If there’s no cap, some NFL clubs might be big spenders. Andrew Brandt

Print This November 09, 2009, 11:43 AM EST
8 Comments

We all watched the New York Yankees win the World Series last week with what was commonly referred to as “the best team money can buy.” The Yankees’ $208-million payroll greatly exceeded the player costs of its opponent, the Phillies ($113 million), and, for that matter, every other MLB team. Their dramatic spending has been the source of much debate in light of the results, but we have to remember that one year ago, the Yankees were also the highest-spending team in baseball by a good margin and watched the postseason with the rest of us.

My strong feeling has always been that spending in professional sports does not strongly correlate to winning. Having said that, I do think in a system without a salary cap, greater financial resources give teams an advantage that a cap system does not. In other words, the margin for error is much greater for a club spending significantly more than other teams competing in the same league.

The Yankees compete in the same league with the same rules against teams like the Florida Marlins, whose payroll has hovered around $40M for the past couple of years.

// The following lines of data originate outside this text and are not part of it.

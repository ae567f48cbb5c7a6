use std::io::BufRead;

use crate::error::ConvertError;

/// Line reader over a `BufRead` that remembers where it is.
///
/// Lines are raw bytes without their `\n` / `\r\n` terminator; BDF headers
/// routinely carry Latin-1 text, so nothing is decoded here.
pub struct LineCursor<R> {
    reader: R,
    buf: Vec<u8>,
    line_no: usize,
}

impl<R: BufRead> LineCursor<R> {
    pub fn new(reader: R) -> Self {
        Self {
            reader,
            buf: Vec::new(),
            line_no: 0,
        }
    }

    /// 1-based number of the line last returned, 0 before the first read.
    #[inline(always)]
    pub fn line_no(&self) -> usize {
        self.line_no
    }

    /// Next line, or `None` at end of input.
    pub fn next_line(&mut self) -> Result<Option<&[u8]>, ConvertError> {
        self.buf.clear();
        if self.reader.read_until(b'\n', &mut self.buf)? == 0 {
            return Ok(None);
        }
        self.line_no += 1;
        let mut line = self.buf.as_slice();
        if let Some(s) = line.strip_suffix(b"\n") {
            line = s;
        }
        if let Some(s) = line.strip_suffix(b"\r") {
            line = s;
        }
        Ok(Some(line))
    }

    /// Next line; end of input is reported as [`ConvertError::Truncated`]
    /// with `rows_read` filled in by the caller's progress.
    pub fn expect_line(&mut self, rows_read: usize) -> Result<&[u8], ConvertError> {
        let line_no = self.line_no;
        match self.next_line()? {
            Some(line) => Ok(line),
            None => Err(ConvertError::Truncated {
                line: line_no,
                rows_read,
            }),
        }
    }
}
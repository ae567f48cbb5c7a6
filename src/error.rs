use thiserror::Error;

/// Everything that can abort a conversion. There is no recovery: the first
/// error ends the run.
#[derive(Debug, Error)]
pub enum ConvertError {
    #[error("I/O error: {0}")]
    Io(#[from] std::io::Error),

    /// A bitmap row that is not a single hexadecimal byte.
    #[error("line {line}: bitmap row {text:?} is not a hex byte")]
    MalformedRow { line: usize, text: String },

    /// Input ended inside a `BITMAP` block.
    #[error("line {line}: input ended after {rows_read} of 16 bitmap rows")]
    Truncated { line: usize, rows_read: usize },
}
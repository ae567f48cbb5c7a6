//! BDF (8x16) → 256-slot font ROM table.
//!
//! `parse → map → emit`: glyphs are read from a BDF stream, byte slots are
//! resolved through a [`Charmap`], and the resulting table is written as one
//! `%02X` byte per line (4096 lines).

pub mod charmap;
pub mod emit;
pub mod error;
pub mod glyph;
pub mod parsing;

use std::io::{BufRead, BufWriter, Write};

use log::{info, warn};

pub use charmap::{CP437_BOX_DRAWING, Charmap, DEFAULT_RULES, MapRule};
pub use error::ConvertError;
pub use glyph::{Glyph, GlyphTable};
pub use parsing::bdf::ParseStats;

/// Runs one conversion. Nothing is written unless the whole input parses.
pub fn convert<R: BufRead, W: Write>(
    input: R,
    output: W,
    charmap: &Charmap,
) -> Result<ParseStats, ConvertError> {
    let mut glyphs = GlyphTable::for_charmap(charmap);
    let stats = parsing::bdf::parse_glyphs(input, &mut glyphs)?;
    info!(
        "Read {} bitmap blocks, kept {} for {} referenced codepoints",
        stats.blocks,
        stats.kept,
        glyphs.len()
    );
    for cp in glyphs.missing() {
        warn!("No glyph for U+{cp:04X}; emitting an empty glyph");
    }

    let mut out = BufWriter::new(output);
    let lines = emit::emit_table(&mut out, charmap, &glyphs)?;
    out.flush()?;
    info!("Wrote {lines} table lines");
    Ok(stats)
}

So the disparity in cash spending in 2009 between the high and low teams in Major League Baseball is close to $170M, a truly astounding figure.

Were there a cap in place -- as opposed to the three-letter word in baseball, “tax,” which taxes high-spending teams -- the disparity would be much less dramatic. A cap allows for outliers on a year-to-year basis but self-regulates over the long term. In the NFL, we see teams rise in the spending rankings one year only to fall down the next or moderate somewhere in the middle over the long term.

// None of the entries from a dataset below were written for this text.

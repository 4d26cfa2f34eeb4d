/// Rendering layer — all terminal I/O lives here.
///
/// Each function receives a mutable writer and an immutable view of the
/// session.  No game logic is performed; this module only translates the
/// 480×720 game space into terminal cells and commands.

use std::io::Write;

use crossterm::{
    cursor,
    style::{self, Color, Print},
    terminal,
    QueueableCommand,
};
use space_game::entities::{Adversary, Phase, Session, Shot};

// ── Colour palette ────────────────────────────────────────────────────────────

const C_STARS: Color = Color::DarkGrey;
const C_PLAYER: Color = Color::White;
const C_ADVERSARY: Color = Color::Green;
const C_SHOT_PLAYER: Color = Color::Cyan;
const C_SHOT_ADVERSARY: Color = Color::Magenta;
const C_HEALTH_HIGH: Color = Color::DarkGreen;
const C_HEALTH_MID: Color = Color::Yellow;
const C_HEALTH_LOW: Color = Color::DarkRed;
const C_TEXT: Color = Color::Yellow;
const C_CAPTION: Color = Color::Cyan;
const C_HINT: Color = Color::DarkGrey;

/// Stars scattered over one field height of scroll texture.
const STAR_COUNT: u32 = 64;

// ── Public entry point ────────────────────────────────────────────────────────

/// Render one complete frame: starfield, entities, HUD, caption.
pub fn render<W: Write>(out: &mut W, state: &Session) -> std::io::Result<()> {
    let (cols, rows) = terminal::size()?;
    if cols == 0 || rows == 0 {
        return Ok(());
    }

    out.queue(terminal::Clear(terminal::ClearType::All))?;

    draw_background(out, state, cols, rows)?;

    for adversary in &state.adversaries {
        draw_adversary(out, state, adversary, cols, rows)?;
    }
    for shot in &state.player_shots {
        draw_shot(out, state, shot, "║", C_SHOT_PLAYER, cols, rows)?;
    }
    for shot in &state.adversary_shots {
        draw_shot(out, state, shot, "↓", C_SHOT_ADVERSARY, cols, rows)?;
    }
    draw_player(out, state, cols, rows)?;

    if state.phase != Phase::Title {
        draw_hud(out, state, cols)?;
    }

    match state.phase {
        Phase::Title => draw_caption(out, "Space Game", cols, rows)?,
        Phase::GameOver => draw_caption(out, "Game Over", cols, rows)?,
        Phase::Running => {}
    }

    draw_controls_hint(out, rows)?;

    // Park cursor in a harmless spot and flush
    out.queue(style::ResetColor)?;
    out.queue(cursor::MoveTo(0, rows.saturating_sub(1)))?;
    out.flush()?;
    Ok(())
}

// ── Coordinate mapping ────────────────────────────────────────────────────────

fn cell(state: &Session, cols: u16, rows: u16, x: f64, y: f64) -> (u16, u16) {
    let cx = (x / state.width * cols as f64) as i32;
    let cy = (y / state.height * rows as f64) as i32;
    (
        cx.clamp(0, cols as i32 - 1) as u16,
        cy.clamp(0, rows as i32 - 1) as u16,
    )
}

// ── Background ────────────────────────────────────────────────────────────────

/// Stable pseudo-random star position, as fractions of the field.
fn star(i: u32) -> (f64, f64) {
    let mut s = i.wrapping_mul(0x9E37_79B1).wrapping_add(0x85EB_CA6B);
    s ^= s >> 15;
    s = s.wrapping_mul(0x2C1B_3C6D);
    s ^= s >> 12;
    let fx = (s % 4096) as f64 / 4096.0;
    let fy = ((s >> 12) % 4096) as f64 / 4096.0;
    (fx, fy)
}

/// The star texture is drawn twice, two field heights apart, so the
/// downward drift scrolls without a seam.
fn draw_background<W: Write>(
    out: &mut W,
    state: &Session,
    cols: u16,
    rows: u16,
) -> std::io::Result<()> {
    let h = state.height;
    let drift = state.background.sprite.y;
    let band_a = (drift - h / 2.0) % (h * 2.0) - h;
    let band_b = (drift + h / 2.0) % (h * 2.0) - h;

    out.queue(style::SetForegroundColor(C_STARS))?;
    for i in 0..STAR_COUNT {
        let (fx, fy) = star(i);
        let wx = fx * state.width;
        let wy = fy * h;
        for band in [band_a, band_b] {
            let sy = wy + band;
            if sy >= 0.0 && sy < h {
                let (cx, cy) = cell(state, cols, rows, wx, sy);
                out.queue(cursor::MoveTo(cx, cy))?;
                out.queue(Print(if i % 7 == 0 { "✦" } else { "·" }))?;
            }
        }
    }
    Ok(())
}

// ── Entities ──────────────────────────────────────────────────────────────────

fn draw_player<W: Write>(
    out: &mut W,
    state: &Session,
    cols: u16,
    rows: u16,
) -> std::io::Result<()> {
    let p = &state.player.sprite;
    let (cx, cy) = cell(state, cols, rows, p.x, p.y);

    out.queue(style::SetForegroundColor(C_PLAYER))?;
    out.queue(cursor::MoveTo(cx, cy))?;
    out.queue(Print("▲"))?;
    if cy + 1 < rows {
        out.queue(cursor::MoveTo(cx.saturating_sub(1), cy + 1))?;
        out.queue(Print("/█\\"))?;
    }
    Ok(())
}

fn draw_adversary<W: Write>(
    out: &mut W,
    state: &Session,
    adversary: &Adversary,
    cols: u16,
    rows: u16,
) -> std::io::Result<()> {
    let (cx, cy) = cell(state, cols, rows, adversary.sprite.x, adversary.sprite.y);

    out.queue(style::SetForegroundColor(C_ADVERSARY))?;
    out.queue(cursor::MoveTo(cx.saturating_sub(1), cy))?;
    out.queue(Print("«▼»"))?;
    if cy + 1 < rows {
        out.queue(cursor::MoveTo(cx.saturating_sub(1), cy + 1))?;
        out.queue(Print("╚═╝"))?;
    }
    Ok(())
}

fn draw_shot<W: Write>(
    out: &mut W,
    state: &Session,
    shot: &Shot,
    glyph: &str,
    color: Color,
    cols: u16,
    rows: u16,
) -> std::io::Result<()> {
    let (cx, cy) = cell(state, cols, rows, shot.sprite.x, shot.sprite.y);
    out.queue(cursor::MoveTo(cx, cy))?;
    out.queue(style::SetForegroundColor(color))?;
    out.queue(Print(glyph))?;
    Ok(())
}

// ── HUD (rows 0–1) ────────────────────────────────────────────────────────────

fn draw_hud<W: Write>(out: &mut W, state: &Session, cols: u16) -> std::io::Result<()> {
    let health = state.player.health;

    // Health bar — colour drops with the thresholds 50 and 10.  The drawn
    // length floors at zero even when the death tick took health below it.
    let bar_color = if health > 50 {
        C_HEALTH_HIGH
    } else if health > 10 {
        C_HEALTH_MID
    } else {
        C_HEALTH_LOW
    };
    let bar_max = cols.saturating_sub(2) as i32;
    let bar_len = (health.clamp(0, 100) * bar_max / 100).max(0) as usize;
    out.queue(cursor::MoveTo(1, 0))?;
    out.queue(style::SetForegroundColor(bar_color))?;
    out.queue(Print("━".repeat(bar_len)))?;

    // Score left, high score right
    out.queue(style::SetForegroundColor(C_TEXT))?;
    out.queue(cursor::MoveTo(1, 1))?;
    out.queue(Print(format!("score: {}", state.player.score)))?;

    let hs = format!("hiscore: {}", state.player.hiscore);
    let col = cols.saturating_sub(hs.chars().count() as u16 + 1);
    out.queue(cursor::MoveTo(col, 1))?;
    out.queue(Print(hs))?;

    Ok(())
}

// ── Captions & hint ───────────────────────────────────────────────────────────

fn draw_caption<W: Write>(out: &mut W, caption: &str, cols: u16, rows: u16) -> std::io::Result<()> {
    let col = (cols / 2).saturating_sub(caption.chars().count() as u16 / 2);
    out.queue(cursor::MoveTo(col, rows / 2))?;
    out.queue(style::SetForegroundColor(C_CAPTION))?;
    out.queue(Print(caption))?;
    Ok(())
}

fn draw_controls_hint<W: Write>(out: &mut W, rows: u16) -> std::io::Result<()> {
    out.queue(cursor::MoveTo(1, rows.saturating_sub(1)))?;
    out.queue(style::SetForegroundColor(C_HINT))?;
    out.queue(Print("← → / A D : Move   ↑ W SPACE : Shoot   Q : Quit"))?;
    Ok(())
}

The Redskins have been the highest-spending team in the NFL over the last decade. As we know, that investment has brought them very limited success on the field, now resulting in some vitriol directed at them from fans, media and former players (I was a diehard fan growing up, so it pains me as well). Even the Redskins, however, have not been perennial leaders at the top of the cash rankings in the league. In the last five years, while they’ve spent liberally in 2005, 2007 and 2009, they have been moderate-to-low spenders in 2006 and 2008. The self-regulatory operation of the NFL salary cap has been a reason for that.

The results in baseball beg the question of how the NFL would look without a salary cap, a possibility that becomes more realistic every day as we move toward a 2010 without a cap (a function of the expiring Collective Bargaining Agreement).

There does exist the possibility that teams could use the lack of a cap to engage in unfettered spending, becoming the Yankees, Red Sox and Mets of the NFL. However, there is also the possibility that teams could roll back their spending and become the Marlins, Pirates and Royals.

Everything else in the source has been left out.